Throughout my discussions of access control and ACLs in this book, I will often talk about permissions as numbers. For example, I might talk about 0x1FF as being a set of permissions, or granting “permission 1 and 2″ to someone. What I’m doing is being very generic and using literal access masks or numbered permissions. I’m not specifying just what types of objects I’m talking about; I’m just talking about how access control works for all different types of objects.

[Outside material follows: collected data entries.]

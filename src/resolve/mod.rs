//! Move resolution.
//!
//! Applies a sow to the board (store skipping, wrap-around, extra turns and
//! captures) and scores finished games.

pub mod outcome;
pub mod sow;

pub use outcome::{GameResult, Outcome};
pub use sow::{Sow, SowKind};
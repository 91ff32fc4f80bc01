//! Console game configuration.
//!
//! Settings can come from a JSON file; command-line flags are applied on top
//! by the binary.

use std::fs;
use std::path::Path;

use serde::Deserialize;

use crate::protocol::display::Layout;

/// Errors while loading a configuration file.
#[derive(Debug, thiserror::Error)]
pub enum ConfigError {
    #[error("failed to read config file: {0}")]
    Io(#[from] std::io::Error),

    #[error("failed to parse config file: {0}")]
    Parse(#[from] serde_json::Error),
}

/// Settings for an interactive game.
#[derive(Debug, Clone, PartialEq, Eq, Deserialize)]
#[serde(default)]
pub struct GameConfig {
    /// Board orientation.
    pub layout: Layout,
    /// Whether Player 2 is played by the robot.
    pub robot: bool,
    /// Optional KFEN starting position.
    pub position: Option<String>,
}

impl Default for GameConfig {
    fn default() -> Self {
        GameConfig {
            layout: Layout::Horizontal,
            robot: true,
            position: None,
        }
    }
}

impl GameConfig {
    /// Parses a configuration from JSON text. Missing fields take defaults.
    pub fn from_json(text: &str) -> Result<Self, ConfigError> {
        Ok(serde_json::from_str(text)?)
    }

    /// Loads a configuration from a JSON file.
    pub fn load(path: &Path) -> Result<Self, ConfigError> {
        let text = fs::read_to_string(path)?;
        Self::from_json(&text)
    }
}

#[cfg(test)]
mod tests {
    use super::*;

    #[test]
    fn defaults_play_against_robot_horizontally() {
        let config = GameConfig::default();
        assert_eq!(config.layout, Layout::Horizontal);
        assert!(config.robot);
        assert!(config.position.is_none());
    }

    #[test]
    fn empty_json_gives_defaults() {
        assert_eq!(GameConfig::from_json("{}").unwrap(), GameConfig::default());
    }

    #[test]
    fn json_overrides_fields() {
        let config = GameConfig::from_json(
            r#"{"layout":"vertical","robot":false,"position":"b/4,4,4,4,4,4/0/4,4,4,4,4,4/0"}"#,
        )
        .unwrap();
        assert_eq!(config.layout, Layout::Vertical);
        assert!(!config.robot);
        assert_eq!(
            config.position.as_deref(),
            Some("b/4,4,4,4,4,4/0/4,4,4,4,4,4/0")
        );
    }

    #[test]
    fn bad_json_is_an_error() {
        assert!(matches!(
            GameConfig::from_json(r#"{"layout":"diagonal"}"#),
            Err(ConfigError::Parse(_))
        ));
        assert!(matches!(
            GameConfig::load(Path::new("/nonexistent/kalah.json")),
            Err(ConfigError::Io(_))
        ));
    }
}
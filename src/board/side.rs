//! Sides and house selections.
//!
//! Each side owns six consecutive houses followed by its store. Side A
//! moves first and occupies indices 0..=6; Side B occupies 7..=13.

use std::fmt;
use std::ops::Range;

use serde::{Deserialize, Serialize};

/// Number of houses on each side.
pub const HOUSES_PER_SIDE: usize = 6;
/// Total number of pits on the board (houses plus both stores).
pub const PIT_COUNT: usize = HOUSES_PER_SIDE * 2 + 2;
/// Seeds placed in each house at the start of a game.
pub const INITIAL_SEEDS: u32 = 4;
/// Total seeds on the board for the whole game.
pub const TOTAL_SEEDS: u32 = INITIAL_SEEDS * HOUSES_PER_SIDE as u32 * 2;

/// Board index of Side A's store.
pub const STORE_A: usize = HOUSES_PER_SIDE;
/// Board index of Side B's store.
pub const STORE_B: usize = PIT_COUNT - 1;

/// One of the two players.
#[derive(Debug, Clone, Copy, PartialEq, Eq, Hash, Serialize, Deserialize)]
#[serde(rename_all = "lowercase")]
pub enum Side {
    A,
    B,
}

impl Side {
    pub const fn opponent(self) -> Side {
        match self {
            Side::A => Side::B,
            Side::B => Side::A,
        }
    }

    /// Board index of this side's store.
    pub const fn store_index(self) -> usize {
        match self {
            Side::A => STORE_A,
            Side::B => STORE_B,
        }
    }

    /// Board indices of this side's six houses.
    pub const fn house_indices(self) -> Range<usize> {
        match self {
            Side::A => 0..STORE_A,
            Side::B => STORE_A + 1..STORE_B,
        }
    }

    /// Board indices of all seven of this side's pits.
    pub const fn pit_indices(self) -> Range<usize> {
        match self {
            Side::A => 0..STORE_A + 1,
            Side::B => STORE_A + 1..PIT_COUNT,
        }
    }

    /// Returns true if `index` is one of this side's houses.
    pub fn owns_house(self, index: usize) -> bool {
        self.house_indices().contains(&index)
    }

    /// Player number shown to humans: 1 for A, 2 for B.
    pub const fn player_number(self) -> u8 {
        match self {
            Side::A => 1,
            Side::B => 2,
        }
    }

    /// Single-character KFEN abbreviation.
    pub const fn kfen_char(self) -> char {
        match self {
            Side::A => 'a',
            Side::B => 'b',
        }
    }

    pub fn from_kfen_char(c: char) -> Option<Side> {
        match c {
            'a' => Some(Side::A),
            'b' => Some(Side::B),
            _ => None,
        }
    }
}

impl fmt::Display for Side {
    fn fmt(&self, f: &mut fmt::Formatter<'_>) -> fmt::Result {
        write!(f, "P{}", self.player_number())
    }
}

/// A house selection, numbered 1..=6 relative to the mover's own row.
#[derive(Debug, Clone, Copy, PartialEq, Eq, PartialOrd, Ord, Hash, Serialize, Deserialize)]
#[serde(try_from = "u8", into = "u8")]
pub struct House(u8);

impl House {
    /// All six houses in ascending order.
    pub const ALL: [House; HOUSES_PER_SIDE] =
        [House(1), House(2), House(3), House(4), House(5), House(6)];

    /// Returns `None` unless `n` is in 1..=6.
    pub const fn new(n: u8) -> Option<House> {
        if n >= 1 && n as usize <= HOUSES_PER_SIDE {
            Some(House(n))
        } else {
            None
        }
    }

    pub const fn number(self) -> u8 {
        self.0
    }

    /// Absolute board index of this house for the given side.
    pub const fn index_for(self, side: Side) -> usize {
        match side {
            Side::A => self.0 as usize - 1,
            Side::B => self.0 as usize + HOUSES_PER_SIDE,
        }
    }
}

impl TryFrom<u8> for House {
    type Error = String;

    fn try_from(n: u8) -> Result<Self, Self::Error> {
        House::new(n).ok_or_else(|| format!("house {} is outside 1..=6", n))
    }
}

impl From<House> for u8 {
    fn from(h: House) -> u8 {
        h.0
    }
}

impl fmt::Display for House {
    fn fmt(&self, f: &mut fmt::Formatter<'_>) -> fmt::Result {
        write!(f, "{}", self.0)
    }
}
//! Console input parser.
//!
//! Turns a line typed at the move prompt into a structured `Command`: either
//! a house number in 1..=6 or the quit sentinel `q`.

use crate::board::House;

/// A parsed player command.
#[derive(Debug, Clone, Copy, PartialEq, Eq)]
pub enum Command {
    /// Sow from the given house of the side to move.
    Sow(House),

    /// Abandon the game.
    Quit,
}

/// Reasons a prompt answer is refused. The caller re-prompts.
#[derive(Debug, Clone, PartialEq, Eq, thiserror::Error)]
pub enum InputError {
    #[error("no input")]
    Empty,

    #[error("'{0}' is not a number")]
    NotANumber(String),

    #[error("house {0} is out of range, expected 1 to 6")]
    OutOfRange(i64),
}

/// Parses a single line of prompt input.
pub fn parse_command(line: &str) -> Result<Command, InputError> {
    let trimmed = line.trim();
    if trimmed.is_empty() {
        return Err(InputError::Empty);
    }
    if trimmed.eq_ignore_ascii_case("q") {
        return Ok(Command::Quit);
    }

    let n: i64 = trimmed
        .parse()
        .map_err(|_| InputError::NotANumber(trimmed.to_string()))?;
    u8::try_from(n)
        .ok()
        .and_then(House::new)
        .map(Command::Sow)
        .ok_or(InputError::OutOfRange(n))
}
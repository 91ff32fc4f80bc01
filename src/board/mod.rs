//! Board representation.
//!
//! Contains the pit cells, the two sides and house numbering, and the
//! 14-pit circular board itself.

pub mod pit;
pub mod side;
pub mod state;

pub use pit::{Pit, PitKind};
pub use side::{
    House, Side, HOUSES_PER_SIDE, INITIAL_SEEDS, PIT_COUNT, STORE_A, STORE_B, TOTAL_SEEDS,
};
pub use state::Board;
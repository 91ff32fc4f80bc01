//! Text protocols.
//!
//! KFEN position notation, the console command parser, and the board
//! renderer used by the console front end.

pub mod display;
pub mod kfen;
pub mod parser;

pub use display::{render_board, Layout};
pub use kfen::{encode_kfen, parse_kfen, KfenError, INITIAL_KFEN};
pub use parser::{parse_command, Command, InputError};
//! Kalah engine library.
//!
//! Exposes the board representation, sowing and scoring rules, the robot
//! advisor, the turn engine, and the console protocol for use by the
//! binaries, integration tests, and benches.

pub mod board;
pub mod config;
pub mod engine;
pub mod movegen;
pub mod protocol;
pub mod resolve;
pub mod search;
pub mod selfplay;
pub mod session;
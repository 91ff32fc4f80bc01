//! Final scoring.

use std::fmt;

use serde::Serialize;

use crate::board::{Board, Side};

/// Result of the game from Side A's point of view.
#[derive(Debug, Clone, Copy, PartialEq, Eq, Hash, Serialize)]
#[serde(rename_all = "lowercase")]
pub enum Outcome {
    Win,
    Loss,
    Tie,
}

impl Outcome {
    /// The winning side, `None` on a tie.
    pub const fn winner(self) -> Option<Side> {
        match self {
            Outcome::Win => Some(Side::A),
            Outcome::Loss => Some(Side::B),
            Outcome::Tie => None,
        }
    }
}

impl fmt::Display for Outcome {
    fn fmt(&self, f: &mut fmt::Formatter<'_>) -> fmt::Result {
        match self.winner() {
            Some(side) => write!(f, "Player {} wins!", side.player_number()),
            None => write!(f, "A tie!"),
        }
    }
}

/// Final scores and outcome.
#[derive(Debug, Clone, Copy, PartialEq, Eq, Serialize)]
pub struct GameResult {
    pub score_a: u32,
    pub score_b: u32,
    pub outcome: Outcome,
}

impl GameResult {
    pub fn score(&self, side: Side) -> u32 {
        match side {
            Side::A => self.score_a,
            Side::B => self.score_b,
        }
    }
}

impl Board {
    /// Scores both sides. Seeds still in houses count for the side that owns them.
    pub fn finalize(&self) -> GameResult {
        let score_a = self.score(Side::A);
        let score_b = self.score(Side::B);
        let outcome = match score_a.cmp(&score_b) {
            std::cmp::Ordering::Greater => Outcome::Win,
            std::cmp::Ordering::Less => Outcome::Loss,
            std::cmp::Ordering::Equal => Outcome::Tie,
        };
        GameResult {
            score_a,
            score_b,
            outcome,
        }
    }
}
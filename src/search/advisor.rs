//! Rule-based move selection for the robot player.
//!
//! Houses are scanned in ascending order and the first match wins, tier by
//! tier:
//! 1. a house whose seeds reach exactly the mover's store (extra turn);
//! 2. a house whose sow, simulated on a throwaway copy of the board, ends in
//!    an empty own house facing a non-empty one (capture);
//! 3. the first non-empty house.

use std::fmt;

use serde::Serialize;
use tracing::{debug, instrument, trace};

use crate::board::{Board, House, Side};

/// Why the advisor picked a house.
#[derive(Debug, Clone, Copy, PartialEq, Eq, Hash, Serialize)]
#[serde(rename_all = "snake_case")]
pub enum Reason {
    ExtraTurn,
    Capture,
    FirstLegal,
}

impl fmt::Display for Reason {
    fn fmt(&self, f: &mut fmt::Formatter<'_>) -> fmt::Result {
        let s = match self {
            Reason::ExtraTurn => "it leads to an extra move",
            Reason::Capture => "it leads to a capture",
            Reason::FirstLegal => "it is the first legal move",
        };
        f.write_str(s)
    }
}

/// A chosen house and the tier that justified it.
#[derive(Debug, Clone, Copy, PartialEq, Eq, Serialize)]
pub struct Advice {
    pub house: House,
    pub reason: Reason,
}

/// Returns true if sowing `house` ends exactly in `side`'s store.
///
/// Pure arithmetic: seeds sown from the mover's own row reach the store
/// before any wrap or skip can happen.
pub fn ends_in_store(board: &Board, side: Side, house: House) -> bool {
    let index = house.index_for(side);
    board.seeds(index) as usize == side.store_index() - index
}

/// Returns true if sowing `house` would capture.
///
/// The sow runs on an independent copy of `board`; the live board is never
/// touched.
pub fn leads_to_capture(board: &Board, side: Side, house: House) -> bool {
    let start = house.index_for(side);
    if board.seeds(start) == 0 {
        return false;
    }

    let mut scratch = Board::new();
    scratch.copy_counts_from(board);
    let last = scratch.distribute(start, side);

    // Landing in the store (after a full lap) is not a capture.
    if !side.owns_house(last) || scratch.seeds(last) != 1 {
        return false;
    }
    let captures = Board::opposite(last).is_some_and(|o| scratch.seeds(o) > 0);
    trace!(house = house.number(), last, captures, "capture simulation");
    captures
}

/// Returns the first non-empty house of `side`.
pub fn first_legal(board: &Board, side: Side) -> Option<House> {
    House::ALL
        .into_iter()
        .find(|h| board.seeds(h.index_for(side)) != 0)
}

/// Picks a house for `side`, or `None` when every house is empty.
#[instrument(level = "debug", skip(board))]
pub fn advise(board: &Board, side: Side) -> Option<Advice> {
    let advice = if let Some(house) = House::ALL
        .into_iter()
        .find(|&h| ends_in_store(board, side, h))
    {
        Some(Advice {
            house,
            reason: Reason::ExtraTurn,
        })
    } else if let Some(house) = House::ALL
        .into_iter()
        .find(|&h| leads_to_capture(board, side, h))
    {
        Some(Advice {
            house,
            reason: Reason::Capture,
        })
    } else {
        first_legal(board, side).map(|house| Advice {
            house,
            reason: Reason::FirstLegal,
        })
    };
    debug!(?advice, "advisor decision");
    advice
}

So let’s make this concrete and look at some examples of permissions for some specific types of objects in Windows. Let’s start with, oh, a registry key. Peeking at a Win32 header file called winnt.h shows us the following1:

 // excerpt from winnt.h
#define KEY_QUERY_VALUE (0x00000001)
#define KEY_SET_VALUE (0x00000002)
#define KEY_CREATE_SUB_KEY (0x00000004)
#define KEY_ENUMERATE_SUB_KEYS (0x00000008)
#define KEY_NOTIFY (0x00000010)
#define KEY_CREATE_LINK (0x00000020)

Let’s also look at the permission definitions for a thread:

 // excerpt from winnt.h
#define THREAD_TERMINATE (0x00000001)
#define THREAD_SUSPEND_RESUME (0x00000002)
#define THREAD_GET_CONTEXT (0x00000008)
#define THREAD_SET_CONTEXT (0x00000010)
#define THREAD_SET_INFORMATION (0x00000020)
#define THREAD_QUERY_INFORMATION (0x00000040)
#define THREAD_SET_THREAD_TOKEN (0x00000080)
#define THREAD_IMPERSONATE (0x00000100)

If you wanted to grant Alice permission to create a new registry key under some existing key, you’d edit the existing key’s DACL and add an ACE ( What Is An Access Control List ) that grants Alice the KEY_CREATE_SUB_KEY permission. Pretty simple. But look at those permissions again and tell me how you’d grant Alice the permission to delete the key she just created!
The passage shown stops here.